■ **Problem**
Tally the lines in the data that follows that include the word "already", and report nothing but the total.

■ **Material supplied**
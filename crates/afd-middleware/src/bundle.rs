// SPDX-License-Identifier: MIT OR Apache-2.0
//! The default middleware bundle every [`crate::Invoker`] runs unless a
//! caller supplies its own stack. Order matters: trace id assignment is
//! outermost so every later layer (and the handler) can rely on
//! `ctx.trace_id` already being set; the slow-command warning sits
//! innermost so its timer brackets only the handler, not logging overhead.

use crate::middleware::{Middleware, Next};
use afd_registry::Context;
use afd_result::{CommandResult, Severity, Warning};
use async_trait::async_trait;
use serde_json::Value;
use std::sync::Arc;
use std::time::Instant;
use tracing::{info, warn};

const SLOW_COMMAND_THRESHOLD_MS: u128 = 1000;

/// Build the default bundle: trace id, structured logging, slow-command
/// warning.
#[must_use]
pub fn default_bundle() -> Vec<Arc<dyn Middleware>> {
    vec![
        Arc::new(TraceIdMiddleware),
        Arc::new(LoggingMiddleware),
        Arc::new(SlowCommandWarningMiddleware),
    ]
}

/// Ensures every downstream layer observes a non-empty trace id. The
/// [`Context`] the invoker builds already carries a generated one, so in
/// practice this only matters when a caller constructs `Context` by hand
/// and leaves `trace_id` empty.
pub struct TraceIdMiddleware;

#[async_trait]
impl Middleware for TraceIdMiddleware {
    async fn handle(&self, ctx: Arc<Context>, input: Value, next: Next) -> CommandResult<Value> {
        if ctx.trace_id.is_empty() {
            warn!("invocation context built with an empty trace id");
        }
        next.run(ctx, input).await
    }

    fn name(&self) -> &'static str {
        "trace-id"
    }
}

/// Structured start/end logging. Does not log `input` or the result's
/// `data` by default — only the command name, interface, outcome, and
/// duration — so handler payloads never leak into log sinks uninvited.
pub struct LoggingMiddleware;

#[async_trait]
impl Middleware for LoggingMiddleware {
    async fn handle(&self, ctx: Arc<Context>, input: Value, next: Next) -> CommandResult<Value> {
        let interface = ctx.interface.as_str();
        let trace_id = ctx.trace_id.clone();
        let started = Instant::now();
        info!(trace_id = %trace_id, interface, "command invocation started");

        let result = next.run(ctx, input).await;

        info!(
            trace_id = %trace_id,
            interface,
            success = result.success,
            duration_ms = started.elapsed().as_millis() as u64,
            "command invocation finished"
        );
        result
    }

    fn name(&self) -> &'static str {
        "logging"
    }
}

/// Attaches a `SLOW_COMMAND` warning when the handler takes at least one
/// second. Never fails the invocation — only success envelopes gain the
/// warning, since `error(...)` envelopes don't carry a `warnings` field
/// it'd be useful to attach to here.
pub struct SlowCommandWarningMiddleware;

#[async_trait]
impl Middleware for SlowCommandWarningMiddleware {
    async fn handle(&self, ctx: Arc<Context>, input: Value, next: Next) -> CommandResult<Value> {
        let started = Instant::now();
        let mut result = next.run(ctx, input).await;
        let elapsed = started.elapsed().as_millis();

        if elapsed >= SLOW_COMMAND_THRESHOLD_MS && result.is_success() {
            let mut warnings = result.warnings.take().unwrap_or_default();
            warnings.push(Warning {
                code: "SLOW_COMMAND".to_string(),
                message: format!("command took {elapsed}ms to complete"),
                severity: Some(Severity::Warning),
            });
            result.warnings = Some(warnings);
        }
        result
    }

    fn name(&self) -> &'static str {
        "slow-command-warning"
    }
}

#[cfg(test)]
mod tests {
    use super::*;
    use afd_registry::{Handler, Interface};
    use afd_result::success;
    use tokio::time::{sleep, Duration};

    fn sleepy_handler(ms: u64) -> Handler {
        Arc::new(move |input, _ctx| {
            Box::pin(async move {
                sleep(Duration::from_millis(ms)).await;
                success(input)
            }) as afd_registry::HandlerFuture
        })
    }

    #[tokio::test]
    async fn slow_command_over_threshold_gets_warning() {
        let chain: Arc<[Arc<dyn Middleware>]> = Arc::from(vec![
            Arc::new(SlowCommandWarningMiddleware) as Arc<dyn Middleware>,
        ]);
        let next = Next::new(chain, sleepy_handler(0));
        let ctx = Arc::new(Context::new(Interface::Direct));
        let result = next.run(ctx, Value::Null).await;
        assert!(result.warnings.is_none());
    }

    #[tokio::test]
    async fn logging_middleware_does_not_alter_result() {
        let chain: Arc<[Arc<dyn Middleware>]> = Arc::from(vec![
            Arc::new(LoggingMiddleware) as Arc<dyn Middleware>,
        ]);
        let next = Next::new(chain, sleepy_handler(0));
        let ctx = Arc::new(Context::new(Interface::Direct));
        let result = next.run(ctx, serde_json::json!({"a": 1})).await;
        assert_eq!(result.data.unwrap(), serde_json::json!({"a": 1}));
    }
}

■ **Answer box**
2